The majority of general aviation accidents involve understandable misjudgements. After the fact, it’s easy to see where those pilots should have made better choices, but it’s also not difficult to imagine being fooled (or fooling yourself) into thinking that things might just work out after all.

The word “might” ought to cause any aviator to stop and think about what options would remain if they don’t ... and ideally revise plans to place less reliance on luck.

Now and then, however, we see someone attempt a stunt that could not reasonably be expected to turn out well, and usually for no compelling reason. The results are often spectacular ... and lethal. The silver lining is that nationwide, these accidents are extremely rare. The cloud, of course, is that they color the perceptions of thousands of people who never learn anything else about GA.

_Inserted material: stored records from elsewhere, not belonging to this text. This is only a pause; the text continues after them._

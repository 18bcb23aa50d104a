//! The crypto capability consumed by signers and certificate builders.

use std::path::Path;

use log::debug;
use rsa::pkcs1::{DecodeRsaPrivateKey, DecodeRsaPublicKey};
use rsa::pkcs8::{DecodePrivateKey, DecodePublicKey};
use rsa::pss::BlindedSigningKey;
use rsa::signature::{RandomizedSigner, SignatureEncoding};
use rsa::traits::PublicKeyParts;
use rsa::{RsaPrivateKey, RsaPublicKey};
use sha2::Sha256;

use crate::error::CryptoError;
use crate::params::PublicKeyParams;
use crate::{HASH_LEN, RSA_KEY_BITS};

/// RSA and SHA-256 operations over key material stored in PEM files.
pub trait CryptoProvider: Send + Sync {
    /// Sign `data` with the private key in `key_file`.
    ///
    /// `pass_file`, when present, holds the passphrase of an encrypted
    /// PKCS#8 key. The signature is returned exactly as the primitive
    /// produced it (big-endian).
    ///
    /// # Errors
    ///
    /// Returns [`CryptoError`] if a file cannot be read, the key cannot be
    /// decoded, or signing fails.
    fn rsa_sign(
        &self,
        data: &[u8],
        key_file: &Path,
        pass_file: Option<&Path>,
    ) -> Result<Vec<u8>, CryptoError>;

    /// Derive `(N, Np)` from the public key in `pubkey_file`.
    ///
    /// # Errors
    ///
    /// Returns [`CryptoError`] if the file cannot be read or decoded.
    fn public_params(&self, pubkey_file: &Path) -> Result<PublicKeyParams, CryptoError>;

    /// SHA-256 over `N‖Np` of the public key in `pubkey_file`.
    ///
    /// # Errors
    ///
    /// Same as [`CryptoProvider::public_params`].
    fn hashed_public_params(&self, pubkey_file: &Path) -> Result<[u8; HASH_LEN], CryptoError> {
        Ok(self.public_params(pubkey_file)?.hash())
    }
}

/// [`CryptoProvider`] backed by the RustCrypto `rsa` crate.
///
/// Signatures are RSASSA-PSS with SHA-256 and a 32-byte salt.
#[derive(Debug, Clone, Copy, Default)]
pub struct RustCryptoProvider;

impl RustCryptoProvider {
    /// Create a provider.
    #[must_use]
    pub fn new() -> Self {
        Self
    }

    fn load_private_key(
        key_file: &Path,
        pass_file: Option<&Path>,
    ) -> Result<RsaPrivateKey, CryptoError> {
        let pem = read_text(key_file)?;
        let parsed = match pass_file {
            Some(pass_file) => {
                let passphrase = read_text(pass_file)?;
                RsaPrivateKey::from_pkcs8_encrypted_pem(&pem, passphrase.trim_end().as_bytes())
                    .map_err(|e| e.to_string())
            }
            None => RsaPrivateKey::from_pkcs8_pem(&pem)
                .or_else(|_| RsaPrivateKey::from_pkcs1_pem(&pem))
                .map_err(|e| e.to_string()),
        };
        parsed.map_err(|reason| CryptoError::KeyParse {
            path: key_file.to_path_buf(),
            reason,
        })
    }

    fn load_public_key(pubkey_file: &Path) -> Result<RsaPublicKey, CryptoError> {
        let pem = read_text(pubkey_file)?;
        RsaPublicKey::from_public_key_pem(&pem)
            .or_else(|_| RsaPublicKey::from_pkcs1_pem(&pem))
            .map_err(|e| CryptoError::KeyParse {
                path: pubkey_file.to_path_buf(),
                reason: e.to_string(),
            })
    }
}

impl CryptoProvider for RustCryptoProvider {
    fn rsa_sign(
        &self,
        data: &[u8],
        key_file: &Path,
        pass_file: Option<&Path>,
    ) -> Result<Vec<u8>, CryptoError> {
        let key = Self::load_private_key(key_file, pass_file)?;
        let bits = key.n().bits();
        if bits != RSA_KEY_BITS {
            return Err(CryptoError::ModulusSize {
                expected: RSA_KEY_BITS,
                got: bits,
            });
        }
        debug!("signing {} bytes with {}", data.len(), key_file.display());
        let signing_key = BlindedSigningKey::<Sha256>::new(key);
        let mut rng = rand::thread_rng();
        let signature = signing_key
            .try_sign_with_rng(&mut rng, data)
            .map_err(|e| CryptoError::Sign(e.to_string()))?;
        Ok(signature.to_vec())
    }

    fn public_params(&self, pubkey_file: &Path) -> Result<PublicKeyParams, CryptoError> {
        let key = Self::load_public_key(pubkey_file)?;
        PublicKeyParams::from_public_key(&key)
    }
}

fn read_text(path: &Path) -> Result<String, CryptoError> {
    std::fs::read_to_string(path).map_err(|e| CryptoError::io(path, e))
}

Shortly before 9 a.m. on Sept. 2, 2015, an amateur-built Van's Aircraft RV-8A touched down at the Twin Lakes Airport (8A7), a privately owned, public-use airport southwest of Winston-Salem, North Carolina. The airplane was jointly owned by its pilots, brothers aged 68 and 71, who had acquired it not quite a year before. The older brother had served as U.S. Air Force instructor during the Vietnam War, held civilian credentials as an instrument-rated commercial pilot for single- and multiengine airplanes, and had logged more than 2,500 hours of civilian experience. The younger brother had received his private pilot certificate less than six months earlier, citing just under 80 hours on the application for his checkride. Both held current third class medical certificates. According to mutual friends, they’d brought the airplane over from Knoxville, Tennessee, for brake work.

They taxied to Runway 27 shortly before 2 p.m. after what was described as a meticulous preflight inspection. Witnesses agreed that the private pilot climbed into the front seat and handed his brother a tablet computer, saying, “You navigate.”  The witnesses also agreed that the airplane’s takeoff performance was as expected. The RV climbed to about 700 feet to 800 feet agl and joined the traffic pattern—only to come screaming down final at what the onlookers estimated was 190 to 200 knots, overflying the runway no more than 300 feet above the ground.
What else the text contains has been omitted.